Não é precisa a afirmação de que os Estados Unidos, por exemplo, vivam uma segunda onda epidêmica. A série temporal de casos e óbitos mostra a mesma onda com dois picos dissociados espacialmente e com evidente lapso temporal.

A transmissão avassaladora do SARS-CoV-2 observada no Nordeste Americano, particularmente na cidade de Nova Iorque, não havia sido vista nos Estados da Costa Oeste e Sul do país. Províncias do Texas, da California ou da Flórida que apresentavam uma progressão lenta dos casos, iniciaram um processo de flexibilização das atividades, antes que indicadores epidemiológicos e assistenciais permitissem. Como resultado, viu-se a explosão de casos em julho, impulsionada pela chegada do verão no hemisfério norte, quando são mais frequentes aglomerações de jovens.

Até pelas dimensões continentais e pela ineficácia das coordenações nacionais da crise em ambos os países, no Brasil ocorre um fenômeno parecido com o americano. A interiorização da transmissão da Covid-19 e o previsível deslocamento regional da doença do Norte e Nordeste para o Sul e Centro-Oeste, além da aceleração da transmissão em Minas Gerais e em áreas do interior de São Paulo, mantém a curva de novos casos ascendente e a de mortalidade em um platô assombroso de mil mortes (média móvel de 7 dias) por mais de dois meses.

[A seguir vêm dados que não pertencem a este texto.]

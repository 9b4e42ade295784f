use chrono::NaiveDate;
use std::collections::BTreeMap;
use std::sync::{Mutex, MutexGuard};

use super::domain::{EbpId, EvidenceBasedPractice, FidelityAssessment, MetricId, Observation, QualityMetric};
use crate::workflows::store::RepositoryError;

/// Inclusive date window for history queries.
#[derive(Debug, Clone, Copy, PartialEq, Eq)]
pub struct DateRange {
    pub from: Option<NaiveDate>,
    pub to: Option<NaiveDate>,
}

impl DateRange {
    pub fn since(from: NaiveDate) -> Self {
        Self {
            from: Some(from),
            to: None,
        }
    }

    pub fn contains(&self, date: NaiveDate) -> bool {
        self.from.map_or(true, |from| date >= from) && self.to.map_or(true, |to| date <= to)
    }
}

/// Store boundary for metrics, EBPs, and their time series.
///
/// Writes that recompute derived metric or EBP fields carry the version the caller read;
/// stores must reject a stale version with [`RepositoryError::Conflict`] so only one writer
/// wins.
pub trait QualityRepository: Send + Sync {
    fn get_ebp(&self, id: &EbpId) -> Result<Option<EvidenceBasedPractice>, RepositoryError>;
    fn list_fidelity_assessments(
        &self,
        id: &EbpId,
        range: Option<DateRange>,
    ) -> Result<Vec<FidelityAssessment>, RepositoryError>;
    /// Appends the assessment and replaces the EBP in one atomic step, bumping its version.
    fn commit_fidelity_assessment(
        &self,
        assessment: FidelityAssessment,
        ebp: EvidenceBasedPractice,
        expected_version: u64,
    ) -> Result<EvidenceBasedPractice, RepositoryError>;
    fn update_ebp(
        &self,
        ebp: EvidenceBasedPractice,
        expected_version: u64,
    ) -> Result<EvidenceBasedPractice, RepositoryError>;
    fn list_active_ebps(&self) -> Result<Vec<EvidenceBasedPractice>, RepositoryError>;

    fn get_metric(&self, id: &MetricId) -> Result<Option<QualityMetric>, RepositoryError>;
    fn list_metric_history(
        &self,
        id: &MetricId,
        range: Option<DateRange>,
    ) -> Result<Vec<Observation>, RepositoryError>;
    fn update_metric(
        &self,
        metric: QualityMetric,
        expected_version: u64,
    ) -> Result<QualityMetric, RepositoryError>;
    fn list_active_metrics(&self) -> Result<Vec<QualityMetric>, RepositoryError>;
}

#[derive(Default)]
struct QualityTables {
    metrics: BTreeMap<MetricId, QualityMetric>,
    ebps: BTreeMap<EbpId, EvidenceBasedPractice>,
    assessments: BTreeMap<EbpId, Vec<FidelityAssessment>>,
}

/// Mutex-backed store with per-row version checks.
#[derive(Default)]
pub struct InMemoryQualityRepository {
    tables: Mutex<QualityTables>,
}

impl InMemoryQualityRepository {
    pub fn new() -> Self {
        Self::default()
    }

    pub fn insert_metric(&self, metric: QualityMetric) -> Result<(), RepositoryError> {
        let mut tables = self.lock()?;
        if tables.metrics.contains_key(&metric.id) {
            return Err(RepositoryError::Conflict);
        }
        tables.metrics.insert(metric.id.clone(), metric);
        Ok(())
    }

    pub fn insert_ebp(&self, ebp: EvidenceBasedPractice) -> Result<(), RepositoryError> {
        let mut tables = self.lock()?;
        if tables.ebps.contains_key(&ebp.id) {
            return Err(RepositoryError::Conflict);
        }
        tables.ebps.insert(ebp.id.clone(), ebp);
        Ok(())
    }

    /// Loads historical assessments without touching the EBP's derived fields.
    pub fn seed_assessments(
        &self,
        assessments: Vec<FidelityAssessment>,
    ) -> Result<(), RepositoryError> {
        let mut tables = self.lock()?;
        for assessment in assessments {
            if !tables.ebps.contains_key(&assessment.ebp_id) {
                return Err(RepositoryError::NotFound);
            }
            tables
                .assessments
                .entry(assessment.ebp_id.clone())
                .or_default()
                .push(assessment);
        }
        Ok(())
    }

    fn lock(&self) -> Result<MutexGuard<'_, QualityTables>, RepositoryError> {
        self.tables
            .lock()
            .map_err(|_| RepositoryError::Unavailable("quality store mutex poisoned".to_string()))
    }
}

impl QualityRepository for InMemoryQualityRepository {
    fn get_ebp(&self, id: &EbpId) -> Result<Option<EvidenceBasedPractice>, RepositoryError> {
        Ok(self.lock()?.ebps.get(id).cloned())
    }

    fn list_fidelity_assessments(
        &self,
        id: &EbpId,
        range: Option<DateRange>,
    ) -> Result<Vec<FidelityAssessment>, RepositoryError> {
        let tables = self.lock()?;
        let mut assessments: Vec<FidelityAssessment> = tables
            .assessments
            .get(id)
            .map(|rows| {
                rows.iter()
                    .filter(|row| range.map_or(true, |range| range.contains(row.assessment_date)))
                    .cloned()
                    .collect()
            })
            .unwrap_or_default();
        assessments.sort_by_key(|assessment| assessment.assessment_date);
        Ok(assessments)
    }

    fn commit_fidelity_assessment(
        &self,
        assessment: FidelityAssessment,
        mut ebp: EvidenceBasedPractice,
        expected_version: u64,
    ) -> Result<EvidenceBasedPractice, RepositoryError> {
        let mut tables = self.lock()?;
        let stored = tables.ebps.get(&ebp.id).ok_or(RepositoryError::NotFound)?;
        if stored.version != expected_version {
            return Err(RepositoryError::Conflict);
        }

        ebp.version = expected_version + 1;
        tables
            .assessments
            .entry(ebp.id.clone())
            .or_default()
            .push(assessment);
        tables.ebps.insert(ebp.id.clone(), ebp.clone());
        Ok(ebp)
    }

    fn update_ebp(
        &self,
        mut ebp: EvidenceBasedPractice,
        expected_version: u64,
    ) -> Result<EvidenceBasedPractice, RepositoryError> {
        let mut tables = self.lock()?;
        let stored = tables.ebps.get(&ebp.id).ok_or(RepositoryError::NotFound)?;
        if stored.version != expected_version {
            return Err(RepositoryError::Conflict);
        }

        ebp.version = expected_version + 1;
        tables.ebps.insert(ebp.id.clone(), ebp.clone());
        Ok(ebp)
    }

    fn list_active_ebps(&self) -> Result<Vec<EvidenceBasedPractice>, RepositoryError> {
        Ok(self
            .lock()?
            .ebps
            .values()
            .filter(|ebp| ebp.is_active)
            .cloned()
            .collect())
    }

    fn get_metric(&self, id: &MetricId) -> Result<Option<QualityMetric>, RepositoryError> {
        Ok(self.lock()?.metrics.get(id).cloned())
    }

    fn list_metric_history(
        &self,
        id: &MetricId,
        range: Option<DateRange>,
    ) -> Result<Vec<Observation>, RepositoryError> {
        let tables = self.lock()?;
        let metric = tables.metrics.get(id).ok_or(RepositoryError::NotFound)?;
        Ok(metric
            .historical_data
            .iter()
            .filter(|observation| range.map_or(true, |range| range.contains(observation.date)))
            .copied()
            .collect())
    }

    fn update_metric(
        &self,
        mut metric: QualityMetric,
        expected_version: u64,
    ) -> Result<QualityMetric, RepositoryError> {
        let mut tables = self.lock()?;
        let stored = tables.metrics.get(&metric.id).ok_or(RepositoryError::NotFound)?;
        if stored.version != expected_version {
            return Err(RepositoryError::Conflict);
        }

        metric.version = expected_version + 1;
        tables.metrics.insert(metric.id.clone(), metric.clone());
        Ok(metric)
    }

    fn list_active_metrics(&self) -> Result<Vec<QualityMetric>, RepositoryError> {
        Ok(self
            .lock()?
            .metrics
            .values()
            .filter(|metric| metric.is_active)
            .cloned()
            .collect())
    }
}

A OMS afirmou, por meio da sua porta-voz na última terça-feira (28/7/2020), que a epidemia de Covid-19, em nível global, se expressa como uma gigantesca onda prolongada e que é prematuro falar em um próximo estágio. As lacunas de conhecimento ainda são inúmeras. No nosso contexto, aumentar a testagem para monitorar eventual ocorrência de surtos localizados, rastrear novos casos e manter regras de distanciamento são cruciais para mantermos a estabilidade dos indicadores, até que chegue uma vacina eficaz e acessível.